As the Federal Office of Public Health explains it, “If you leave the country for a certain period to travel or study but do not take up residence abroad, you are still required to have [health] insurance in Switzerland”.

In other words, as long as you are a registered resident of Switzerland, regardless of your nationality or passport, you must keep your compulsory Swiss health insurance and pay your premiums. While you do this, you also remain covered against most medical emergencies while you travel.

However, rules are less stringent for supplemental health plans which can, in some cases, be put on hold, depending on the insurance provider, according to Switzerland’s Moneyland consumer website.

The only exception allowed for suspending the health insurance coverage is during a military or civil protection service which lasts more than 60 consecutive days.

“During these periods, the risks of illness and accident are covered by military insurance. Your health insurance provider will refund your premiums”, according to FOPH.

Under what circumstances can you cancel your Swiss health insurance?

Swiss law says you can cancel your insurance if you are moving abroad, either permanently for for a period exceeding three months.

If you do so, only claims for treatments given while you still lived in Switzerland will be paid by your insurance; any medical bills for treatment incurred after you officially leave will be denied.

These are the procedures for cancelling your compulsory health insurance if you leave the country under conditions mentioned above

To announce your departure abroad, you must send your insurance carrier a letter including your name, customer number or AVS/AHV number.
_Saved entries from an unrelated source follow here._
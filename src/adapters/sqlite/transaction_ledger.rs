//! SQLite implementation of the `TransactionLedger` port.

use async_trait::async_trait;
use chrono::Utc;
use sqlx::SqlitePool;

use crate::domain::errors::StoreError;
use crate::domain::models::{EventType, ProcessingError, TransactionRecord};
use crate::domain::ports::TransactionLedger;

use super::parse_datetime;

#[derive(Clone)]
pub struct SqliteTransactionLedger {
    pool: SqlitePool,
}

impl SqliteTransactionLedger {
    pub fn new(pool: SqlitePool) -> Self {
        Self { pool }
    }
}

#[derive(sqlx::FromRow)]
struct TransactionRow {
    transaction_hash: String,
    event_type: String,
    block_number: i64,
    data: String,
    timestamp: String,
    processed: i64,
    processing_errors: String,
}

impl TryFrom<TransactionRow> for TransactionRecord {
    type Error = StoreError;

    fn try_from(row: TransactionRow) -> Result<Self, StoreError> {
        let event_type = row
            .event_type
            .parse::<EventType>()
            .map_err(|e| StoreError::Serialization(e.to_string()))?;
        let processing_errors: Vec<ProcessingError> =
            serde_json::from_str(&row.processing_errors)
                .map_err(|e| StoreError::Serialization(e.to_string()))?;

        Ok(TransactionRecord {
            transaction_hash: row.transaction_hash,
            block_number: row.block_number as u64,
            event_type,
            data: serde_json::from_str(&row.data)
                .map_err(|e| StoreError::Serialization(e.to_string()))?,
            timestamp: parse_datetime(&row.timestamp)?,
            processed: row.processed != 0,
            processing_errors,
        })
    }
}

#[async_trait]
impl TransactionLedger for SqliteTransactionLedger {
    async fn append(&self, record: &TransactionRecord) -> Result<bool, StoreError> {
        let result = sqlx::query(
            r#"INSERT OR IGNORE INTO chain_transactions
               (transaction_hash, event_type, block_number, data, timestamp, processed, processing_errors)
               VALUES (?, ?, ?, ?, ?, ?, ?)"#,
        )
        .bind(&record.transaction_hash)
        .bind(record.event_type.as_str())
        .bind(record.block_number as i64)
        .bind(serde_json::to_string(&record.data)?)
        .bind(record.timestamp.to_rfc3339())
        .bind(i64::from(record.processed))
        .bind(serde_json::to_string(&record.processing_errors)?)
        .execute(&self.pool)
        .await?;

        Ok(result.rows_affected() > 0)
    }

    async fn get(
        &self,
        transaction_hash: &str,
        event_type: EventType,
    ) -> Result<Option<TransactionRecord>, StoreError> {
        let row: Option<TransactionRow> = sqlx::query_as(
            "SELECT * FROM chain_transactions WHERE transaction_hash = ? AND event_type = ?",
        )
        .bind(transaction_hash)
        .bind(event_type.as_str())
        .fetch_optional(&self.pool)
        .await?;

        row.map(TransactionRecord::try_from).transpose()
    }

    async fn mark_processed(
        &self,
        transaction_hash: &str,
        event_type: EventType,
    ) -> Result<(), StoreError> {
        sqlx::query(
            "UPDATE chain_transactions SET processed = 1 WHERE transaction_hash = ? AND event_type = ?",
        )
        .bind(transaction_hash)
        .bind(event_type.as_str())
        .execute(&self.pool)
        .await?;

        Ok(())
    }

    async fn append_error(
        &self,
        transaction_hash: &str,
        event_type: EventType,
        message: &str,
    ) -> Result<(), StoreError> {
        let Some(record) = self.get(transaction_hash, event_type).await? else {
            return Ok(());
        };

        let mut errors = record.processing_errors;
        errors.push(ProcessingError {
            message: message.to_string(),
            timestamp: Utc::now(),
        });

        sqlx::query(
            "UPDATE chain_transactions SET processing_errors = ? WHERE transaction_hash = ? AND event_type = ?",
        )
        .bind(serde_json::to_string(&errors)?)
        .bind(transaction_hash)
        .bind(event_type.as_str())
        .execute(&self.pool)
        .await?;

        Ok(())
    }

    async fn list_unprocessed(&self) -> Result<Vec<TransactionRecord>, StoreError> {
        let rows: Vec<TransactionRow> = sqlx::query_as(
            "SELECT * FROM chain_transactions WHERE processed = 0 ORDER BY block_number ASC",
        )
        .fetch_all(&self.pool)
        .await?;

        rows.into_iter().map(TransactionRecord::try_from).collect()
    }

    async fn list_by_agent(&self, agent_id: &str) -> Result<Vec<TransactionRecord>, StoreError> {
        let rows: Vec<TransactionRow> = sqlx::query_as(
            r#"SELECT * FROM chain_transactions
               WHERE json_extract(data, '$.agentId') = ?
               ORDER BY block_number ASC"#,
        )
        .bind(agent_id)
        .fetch_all(&self.pool)
        .await?;

        rows.into_iter().map(TransactionRecord::try_from).collect()
    }

    async fn list_by_event_type(
        &self,
        event_type: EventType,
    ) -> Result<Vec<TransactionRecord>, StoreError> {
        let rows: Vec<TransactionRow> = sqlx::query_as(
            "SELECT * FROM chain_transactions WHERE event_type = ? ORDER BY block_number ASC",
        )
        .bind(event_type.as_str())
        .fetch_all(&self.pool)
        .await?;

        rows.into_iter().map(TransactionRecord::try_from).collect()
    }
}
You must also include a certificate from your place of residence in Switzerland confirming that you have de-registered from your current address, as well as the date of your departure.

Note, however, that if your new destination is another Swiss community / canton, rather than a foreign country, your insurance can only be cancelled from the following calendar year and only if you present proof of having taken up a new policy with another company.

READ MORE: EXPLAINED: How to register your address in Switzerland

You can find out more information about this process here

If you suspend your health insurance for less than six years, you can reactivate it at a later date with the same company when you return to Switzerland.